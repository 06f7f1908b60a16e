//! 시세 수집 모듈.
//!
//! ## 흐름
//! 장 운영 시간 게이트 → 갱신 대상 심볼 선택 → 배치 조회 → 시세 저장 및 커서 전진
//!
//! ## 실패 격리
//! - 배치 조회 실패(HTTP 오류, 전송 실패, 빈/비배열 응답)는 로그 후 건너뜁니다.
//!   해당 배치 심볼의 커서는 움직이지 않으므로 다음 실행에서 다시 선택됩니다.
//! - 배치 조회가 성공하면 응답 원소 파싱 결과와 무관하게 시도한 모든 심볼을 확인 처리합니다.
//! - 저장소 에러는 실행 단위로 전파되어 `run`에서 로그로 남습니다.

use chrono::{DateTime, Utc};
use market_core::{QuoteRow, Symbol};
use market_data::{MarketDataProvider, QuoteStore};
use serde_json::Value;
use std::time::Instant;
use tracing::{debug, info, warn};

use super::market_hours::MarketHoursGate;
use super::symbol_select::select_due;
use super::{finish, json_decimal, json_string};
use crate::{CollectionStats, CollectorConfig, Result};

/// 시세 행에 기록되는 제공자 라벨
pub const QUOTE_PROVIDER: &str = "fmp_batch_quote";

/// 배치 하나의 처리 결과.
#[derive(Debug, Clone, PartialEq, Eq)]
pub enum BatchOutcome {
    /// 응답을 받아 저장과 커서 전진까지 완료
    Written { inserted: u64, attempted: usize },
    /// 빈 응답 (커서 전진 없음)
    Empty { attempted: usize },
    /// 조회 실패 (커서 전진 없음)
    Failed { attempted: usize, error: String },
}

/// 배치 조회 전체 결과.
#[derive(Debug, Clone, Default, PartialEq, Eq)]
pub struct BatchRunReport {
    /// 전체 삽입 행 수
    pub inserted: u64,
    /// 배치별 결과 (처리 순서)
    pub outcomes: Vec<BatchOutcome>,
}

impl BatchRunReport {
    /// 커서가 전진한 심볼 수
    pub fn symbols_marked(&self) -> u64 {
        self.outcomes
            .iter()
            .map(|o| match o {
                BatchOutcome::Written { attempted, .. } => *attempted as u64,
                _ => 0,
            })
            .sum()
    }

    fn count(&self, pred: impl Fn(&BatchOutcome) -> bool) -> usize {
        self.outcomes.iter().filter(|o| pred(o)).count()
    }
}

/// 시세 수집 한 번 실행 (에러는 로그로 남기고 삼킴).
///
/// `symbols`가 주어지면 대상 선택을 건너뛰고 해당 심볼만 수집합니다.
pub async fn run<S>(
    store: &mut S,
    provider: &dyn MarketDataProvider,
    config: &CollectorConfig,
    now: DateTime<Utc>,
    symbols: Option<Vec<Symbol>>,
) -> Option<CollectionStats>
where
    S: QuoteStore + ?Sized,
{
    finish("시세 수집", collect_quotes(store, provider, config, now, symbols).await)
}

/// 시세 수집.
pub async fn collect_quotes<S>(
    store: &mut S,
    provider: &dyn MarketDataProvider,
    config: &CollectorConfig,
    now: DateTime<Utc>,
    symbols: Option<Vec<Symbol>>,
) -> Result<CollectionStats>
where
    S: QuoteStore + ?Sized,
{
    let start = Instant::now();
    let mut stats = CollectionStats::new();

    if !MarketHoursGate::new(&config.market_hours).allows(now) {
        info!(now = %now, "장 운영 시간이 아니므로 시세 수집을 건너뜁니다");
        stats.elapsed = start.elapsed();
        return Ok(stats);
    }

    config.provider.require_api_key()?;

    let targets = match symbols {
        Some(explicit) => {
            info!(count = explicit.len(), "특정 심볼 수집");
            explicit
        }
        None => {
            select_due(
                store,
                now,
                config.quotes.refresh_interval()?,
                config.quotes.max_symbols_per_run,
            )
            .await?
        }
    };

    if targets.is_empty() {
        info!("갱신 대상 심볼이 없습니다 (모두 최근에 확인됨)");
        stats.elapsed = start.elapsed();
        return Ok(stats);
    }

    info!(symbols = targets.len(), "시세 수집 시작");

    let report = fetch_batches(store, provider, &targets, config.quotes.batch_size, now).await?;

    stats.total = report.outcomes.len();
    stats.success = report.count(|o| matches!(o, BatchOutcome::Written { .. }));
    stats.errors = report.count(|o| matches!(o, BatchOutcome::Failed { .. }));
    stats.skipped = report.count(|o| matches!(o, BatchOutcome::Empty { .. }));
    stats.rows_inserted = report.inserted;
    stats.symbols_marked = report.symbols_marked();
    stats.elapsed = start.elapsed();

    Ok(stats)
}

/// 심볼을 고정 크기 배치로 나눠 순차적으로 조회하고 저장합니다.
///
/// 배치 단위 조회 실패는 결과에 기록할 뿐 에러로 반환하지 않습니다.
/// 저장소 에러만 `Err`로 전파됩니다.
pub async fn fetch_batches<S>(
    store: &mut S,
    provider: &dyn MarketDataProvider,
    symbols: &[Symbol],
    batch_size: usize,
    run_ts: DateTime<Utc>,
) -> Result<BatchRunReport>
where
    S: QuoteStore + ?Sized,
{
    let mut report = BatchRunReport::default();

    for (idx, batch) in symbols.chunks(batch_size.max(1)).enumerate() {
        let batch_num = idx + 1;

        let outcome = match provider.batch_quote(batch).await {
            Ok(items) if items.is_empty() => {
                warn!(batch = batch_num, symbols = batch.len(), "빈 응답, 배치를 건너뜁니다");
                BatchOutcome::Empty {
                    attempted: batch.len(),
                }
            }
            Ok(items) => {
                let inserted = write_quotes(store, &items, batch, run_ts).await?;
                info!(
                    batch = batch_num,
                    inserted = inserted,
                    marked = batch.len(),
                    "배치 저장 및 확인 처리 완료"
                );
                report.inserted += inserted;
                BatchOutcome::Written {
                    inserted,
                    attempted: batch.len(),
                }
            }
            Err(e) => {
                warn!(batch = batch_num, symbols = batch.len(), error = %e, "배치 조회 실패, 건너뜁니다");
                BatchOutcome::Failed {
                    attempted: batch.len(),
                    error: e.to_string(),
                }
            }
        };

        report.outcomes.push(outcome);
    }

    Ok(report)
}

/// 배치 응답을 저장하고 시도한 심볼 전체의 커서를 `run_ts`로 전진시킵니다.
///
/// 유효하지 않은 원소(심볼 누락, 가격이 숫자가 아님)는 조용히 버립니다.
/// 삽입된 행 수를 반환합니다.
pub async fn write_quotes<S>(
    store: &mut S,
    items: &[Value],
    attempted: &[Symbol],
    run_ts: DateTime<Utc>,
) -> Result<u64>
where
    S: QuoteStore + ?Sized,
{
    let rows: Vec<QuoteRow> = items
        .iter()
        .filter_map(|item| parse_quote(item, run_ts))
        .collect();

    if rows.len() < items.len() {
        debug!(dropped = items.len() - rows.len(), "유효하지 않은 시세 원소 제외");
    }

    let inserted = if rows.is_empty() {
        0
    } else {
        store.insert_quotes(&rows).await?
    };

    // 삽입과 커서 갱신은 별개의 문장이며 원자적이지 않다
    store.mark_checked(attempted, run_ts).await?;

    Ok(inserted)
}

/// 응답 원소 하나를 시세 행으로 변환합니다.
fn parse_quote(item: &Value, run_ts: DateTime<Utc>) -> Option<QuoteRow> {
    let symbol = Symbol::parse(&json_string(item, "symbol")?)?;
    let price = json_decimal(item.get("price")?)?;

    Some(QuoteRow {
        symbol,
        provider: QUOTE_PROVIDER.to_string(),
        as_of: run_ts,
        price,
        raw_payload: item.clone(),
    })
}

____________________

## Work instructions
Lines after the one containing "심볼을 확인 처리합니다." are not part of the task. Output the entries exactly from their first line through that one.

## Written solution
repository 06f7f1908b60a16e
//! 시세 수집 모듈.
//!
//! ## 흐름
//! 장 운영 시간 게이트 → 갱신 대상 심볼 선택 → 배치 조회 → 시세 저장 및 커서 전진
//!
//! ## 실패 격리
//! - 배치 조회 실패(HTTP 오류, 전송 실패, 빈/비배열 응답)는 로그 후 건너뜁니다.
//!   해당 배치 심볼의 커서는 움직이지 않으므로 다음 실행에서 다시 선택됩니다.
//! - 배치 조회가 성공하면 응답 원소 파싱 결과와 무관하게 시도한 모든 심볼을 확인 처리합니다.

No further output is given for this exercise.